_What to work on_
Every line of the entries below that carries the string "SecretsConfig" should be copied.

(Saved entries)
BEGIN
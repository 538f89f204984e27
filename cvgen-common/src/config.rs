//! Configuration management for the CV generator backend.
//!
//! Configuration lives at `~/.cvgen/config.json` and is optional: every
//! field has a default, and environment variables override file values.
//!
//! # Configuration Priority
//!
//! 1. Environment variables
//! 2. Config file values
//! 3. Default values
//!
//! # Environment Variable Mapping
//!
//! - `OPENAI_API_KEY` → secrets.openai (required; startup fails without it)
//! - `PORT` / `CVGEN_PORT` → server.port
//! - `CVGEN_BIND` → server.bind
//! - `CVGEN_PUBLIC_URL` → server.public_url
//! - `CVGEN_STATIC_DIR` → server.static_dir
//! - `CVGEN_MODEL` → provider.model
//! - `CVGEN_MAX_TURNS` → session.max_turns
//! - `CVGEN_SESSION_TTL_SECS` → session.ttl_secs
//! - `CVGEN_EVICT_INTERVAL_SECS` → session.evict_interval_secs
//! - `CVGEN_LOG_LEVEL` → observability.log_level
//! - `CVGEN_LOG_FORMAT` → observability.log_format

use anyhow::{Context, Result};
use serde::{Deserialize, Serialize};
use std::fs;
use std::path::PathBuf;

/// Get the configuration directory path.
pub fn config_dir() -> PathBuf {
    directories::UserDirs::new().map_or_else(
        || PathBuf::from(".cvgen"),
        |dirs| dirs.home_dir().join(".cvgen"),
    )
}

/// Get the configuration file path.
pub fn config_path() -> PathBuf {
    config_dir().join("config.json")
}

// ============================================================================
// Server Configuration
// ============================================================================

/// HTTP server configuration.
#[derive(Debug, Clone, Serialize, Deserialize)]
pub struct ServerConfig {
    /// Port to listen on.
    #[serde(default = "default_port")]
    pub port: u16,

    /// Bind address. Default: "127.0.0.1" (local only).
    /// Set to "0.0.0.0" for remote access.
    #[serde(default = "default_bind")]
    pub bind: String,

    /// Public base URL used by the keep-alive self-ping (optional).
    /// When unset, the keep-alive task does not run.
    #[serde(default)]
    pub public_url: Option<String>,

    /// Directory holding the front-end assets.
    #[serde(default = "default_static_dir")]
    pub static_dir: String,
}

impl Default for ServerConfig {
    fn default() -> Self {
        Self {
            port: default_port(),
            bind: default_bind(),
            public_url: None,
            static_dir: default_static_dir(),
        }
    }
}

fn default_port() -> u16 {
    3000
}

fn default_bind() -> String {
    "127.0.0.1".into()
}

fn default_static_dir() -> String {
    "public".into()
}

// ============================================================================
// Session Configuration
// ============================================================================

/// Session memory configuration.
#[derive(Debug, Clone, Serialize, Deserialize)]
pub struct SessionConfig {
    /// Maximum turns kept per session; oldest are dropped first.
    #[serde(default = "default_max_turns")]
    pub max_turns: usize,

    /// Idle time after which a session is evicted, in seconds.
    #[serde(default = "default_ttl_secs")]
    pub ttl_secs: u64,

    /// Interval between eviction sweeps, in seconds.
    #[serde(default = "default_evict_interval_secs")]
    pub evict_interval_secs: u64,
}

impl Default for SessionConfig {
    fn default() -> Self {
        Self {
            max_turns: default_max_turns(),
            ttl_secs: default_ttl_secs(),
            evict_interval_secs: default_evict_interval_secs(),
        }
    }
}

fn default_max_turns() -> usize {
    6
}

fn default_ttl_secs() -> u64 {
    30 * 60
}

fn default_evict_interval_secs() -> u64 {
    10 * 60
}

// ============================================================================
// Provider Configuration
// ============================================================================

/// Completion provider configuration.
#[derive(Debug, Clone, Serialize, Deserialize)]
pub struct ProviderConfig {
    /// Model identifier passed to the provider.
    #[serde(default = "default_model")]
    pub model: String,

    /// Base URL of the provider API.
    #[serde(default = "default_base_url")]
    pub base_url: String,

    /// Timeout for a single completion call, in seconds.
    #[serde(default = "default_request_timeout_secs")]
    pub request_timeout_secs: u64,
}

impl Default for ProviderConfig {
    fn default() -> Self {
        Self {
            model: default_model(),
            base_url: default_base_url(),
            request_timeout_secs: default_request_timeout_secs(),
        }
    }
}

fn default_model() -> String {
    "gpt-4o-mini".into()
}

fn default_base_url() -> String {
    "https://api.openai.com".into()
}

fn default_request_timeout_secs() -> u64 {
    60
}

// ============================================================================
// Secrets Configuration
// ============================================================================

/// Sensitive credentials, kept out of the other sections.
#[derive(Debug, Clone, Serialize, Deserialize, Default)]
pub struct SecretsConfig {
    /// OpenAI API key. Required; the process refuses to start without it.
    #[serde(default)]
    pub openai: Option<String>,
}

// ============================================================================
// Observability Configuration
// ============================================================================

/// Logging configuration.
#[derive(Debug, Clone, Serialize, Deserialize)]
pub struct ObservabilityConfig {
    /// Base log level (trace, debug, info, warn, error).
    #[serde(default = "default_log_level")]
    pub log_level: String,

    /// Output format: "json" or "pretty".
    #[serde(default = "default_log_format")]
    pub log_format: String,
}

impl Default for ObservabilityConfig {
    fn default() -> Self {
        Self {
            log_level: default_log_level(),
            log_format: default_log_format(),
        }
    }
}

fn default_log_level() -> String {
    "info".into()
}

fn default_log_format() -> String {
    "pretty".into()
}

// ============================================================================
// Top-level Configuration
// ============================================================================

/// Unified configuration for the CVGen backend.
#[derive(Debug, Clone, Serialize, Deserialize, Default)]
pub struct Config {
    #[serde(default)]
    pub server: ServerConfig,

    #[serde(default)]
    pub session: SessionConfig,

    #[serde(default)]
    pub provider: ProviderConfig,

    #[serde(default)]
    pub secrets: SecretsConfig,

    #[serde(default)]
    pub observability: ObservabilityConfig,
}

impl Config {
    /// Load configuration from the default path, apply environment
    /// overrides, and validate required secrets.
    ///
    /// A missing `OPENAI_API_KEY` is a fatal configuration error.
    pub fn load() -> Result<Self> {
        let mut config = Self::read_file()?;
        config.apply_env_overrides();
        config.validate()?;
        Ok(config)
    }

    /// Read the config file, falling back to defaults when absent.
    fn read_file() -> Result<Self> {
        let path = config_path();
        if !path.exists() {
            tracing::info!("Config file not found, using defaults");
            return Ok(Self::default());
        }
        Self::load_from(&path)
    }

    /// Load configuration from a specific path. No env overlay, no
    /// validation; useful for tests.
    pub fn load_from(path: &PathBuf) -> Result<Self> {
        let content = fs::read_to_string(path)
            .with_context(|| format!("Failed to read config from {}", path.display()))?;

        serde_json::from_str(&content)
            .with_context(|| format!("Failed to parse config from {}", path.display()))
    }

    /// Apply environment variable overrides to the configuration.
    pub fn apply_env_overrides(&mut self) {
        if let Ok(port) = std::env::var("CVGEN_PORT").or_else(|_| std::env::var("PORT")) {
            if let Ok(p) = port.parse() {
                self.server.port = p;
            }
        }
        if let Ok(bind) = std::env::var("CVGEN_BIND") {
            self.server.bind = bind;
        }
        if let Ok(url) = std::env::var("CVGEN_PUBLIC_URL") {
            self.server.public_url = Some(url);
        }
        if let Ok(dir) = std::env::var("CVGEN_STATIC_DIR") {
            self.server.static_dir = dir;
        }

        if let Ok(model) = std::env::var("CVGEN_MODEL") {
            self.provider.model = model;
        }

        if let Ok(v) = std::env::var("CVGEN_MAX_TURNS") {
            if let Ok(n) = v.parse() {
                self.session.max_turns = n;
            }
        }
        if let Ok(v) = std::env::var("CVGEN_SESSION_TTL_SECS") {
            if let Ok(n) = v.parse() {
                self.session.ttl_secs = n;
            }
        }
        if let Ok(v) = std::env::var("CVGEN_EVICT_INTERVAL_SECS") {
            if let Ok(n) = v.parse() {
                self.session.evict_interval_secs = n;
            }
        }

        if let Ok(level) = std::env::var("CVGEN_LOG_LEVEL") {
            self.observability.log_level = level;
        }
        if let Ok(format) = std::env::var("CVGEN_LOG_FORMAT") {
            self.observability.log_format = format;
        }

        if let Ok(key) = std::env::var("OPENAI_API_KEY") {
            self.secrets.openai = Some(key);
        }
    }

    /// Validate required settings. The API key has no sane default, so a
    /// missing one must stop the process before it serves traffic.
    pub fn validate(&self) -> Result<()> {
        match self.secrets.openai.as_deref() {
            Some(key) if !key.is_empty() => Ok(()),
            _ => anyhow::bail!(
                "OPENAI_API_KEY not set: add it to the environment or to {}",
                config_path().display()
            ),
        }
    }

    /// Get the configured API key, if any.
    pub fn api_key(&self) -> Option<&str> {
        self.secrets.openai.as_deref().filter(|k| !k.is_empty())
    }
}

#[cfg(test)]
mod tests {
    use super::*;

    #[test]
    fn test_defaults() {
        let config = Config::default();
        assert_eq!(config.server.port, 3000);
        assert_eq!(config.server.bind, "127.0.0.1");
        assert_eq!(config.server.static_dir, "public");
        assert_eq!(config.session.max_turns, 6);
        assert_eq!(config.session.ttl_secs, 1800);
        assert_eq!(config.session.evict_interval_secs, 600);
        assert_eq!(config.provider.model, "gpt-4o-mini");
        assert_eq!(config.observability.log_level, "info");
        assert!(config.server.public_url.is_none());
        assert!(config.secrets.openai.is_none());
    }

    #[test]
    fn test_validate_requires_api_key() {
        let mut config = Config::default();
        assert!(config.validate().is_err());

        config.secrets.openai = Some(String::new());
        assert!(config.validate().is_err());

        config.secrets.openai = Some("sk-test".into());
        assert!(config.validate().is_ok());
        assert_eq!(config.api_key(), Some("sk-test"));
    }

    #[test]
    fn test_load_from_partial_file() {
        let dir = tempfile::tempdir().unwrap();
        let path = dir.path().join("config.json");
        std::fs::write(
            &path,
            r#"{ "server": { "port": 8080 }, "session": { "max_turns": 8 } }"#,
        )
        .unwrap();

        let config = Config::load_from(&path).unwrap();
        assert_eq!(config.server.port, 8080);
        assert_eq!(config.session.max_turns, 8);
        // Untouched sections keep their defaults
        assert_eq!(config.server.bind, "127.0.0.1");
        assert_eq!(config.session.ttl_secs, 1800);
    }

    #[test]
    fn test_load_from_invalid_file() {
        let dir = tempfile::tempdir().unwrap();
        let path = dir.path().join("config.json");
        std::fs::write(&path, "not json").unwrap();

        assert!(Config::load_from(&path).is_err());
    }

    // Process environment is global; this is the only test that touches
    // these variables, so it stays safe under parallel test execution.
    #[test]
    fn test_env_overrides_beat_file_values() {
        std::env::set_var("PORT", "4000");
        std::env::set_var("CVGEN_PORT", "5000");
        std::env::set_var("CVGEN_BIND", "0.0.0.0");
        std::env::set_var("CVGEN_PUBLIC_URL", "https://cvgen.example.com");
        std::env::set_var("CVGEN_MODEL", "gpt-4o");
        std::env::set_var("CVGEN_SESSION_TTL_SECS", "900");
        std::env::set_var("CVGEN_MAX_TURNS", "not-a-number");
        std::env::set_var("OPENAI_API_KEY", "sk-from-env");

        // Start from file-style values that every override must beat
        let mut config = Config::default();
        config.server.port = 8080;
        config.server.bind = "10.0.0.1".into();
        config.provider.model = "gpt-3.5-turbo".into();
        config.session.ttl_secs = 60;
        config.session.max_turns = 4;
        config.secrets.openai = Some("sk-from-file".into());

        config.apply_env_overrides();

        // CVGEN_PORT wins over both the file value and plain PORT
        assert_eq!(config.server.port, 5000);
        assert_eq!(config.server.bind, "0.0.0.0");
        assert_eq!(
            config.server.public_url.as_deref(),
            Some("https://cvgen.example.com")
        );
        assert_eq!(config.provider.model, "gpt-4o");
        assert_eq!(config.session.ttl_secs, 900);
        // Unparseable numeric override leaves the existing value alone
        assert_eq!(config.session.max_turns, 4);
        assert_eq!(config.api_key(), Some("sk-from-env"));

        // PORT alone applies when CVGEN_PORT is absent
        std::env::remove_var("CVGEN_PORT");
        config.apply_env_overrides();
        assert_eq!(config.server.port, 4000);

        for var in [
            "PORT",
            "CVGEN_BIND",
            "CVGEN_PUBLIC_URL",
            "CVGEN_MODEL",
            "CVGEN_SESSION_TTL_SECS",
            "CVGEN_MAX_TURNS",
            "OPENAI_API_KEY",
        ] {
            std::env::remove_var(var);
        }
    }

    #[test]
    fn test_roundtrip() {
        let config = Config::default();
        let json = serde_json::to_string(&config).unwrap();
        let parsed: Config = serde_json::from_str(&json).unwrap();
        assert_eq!(parsed.server.port, config.server.port);
        assert_eq!(parsed.provider.model, config.provider.model);
    }
}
END
_Response area_
pub struct SecretsConfig {
    pub secrets: SecretsConfig,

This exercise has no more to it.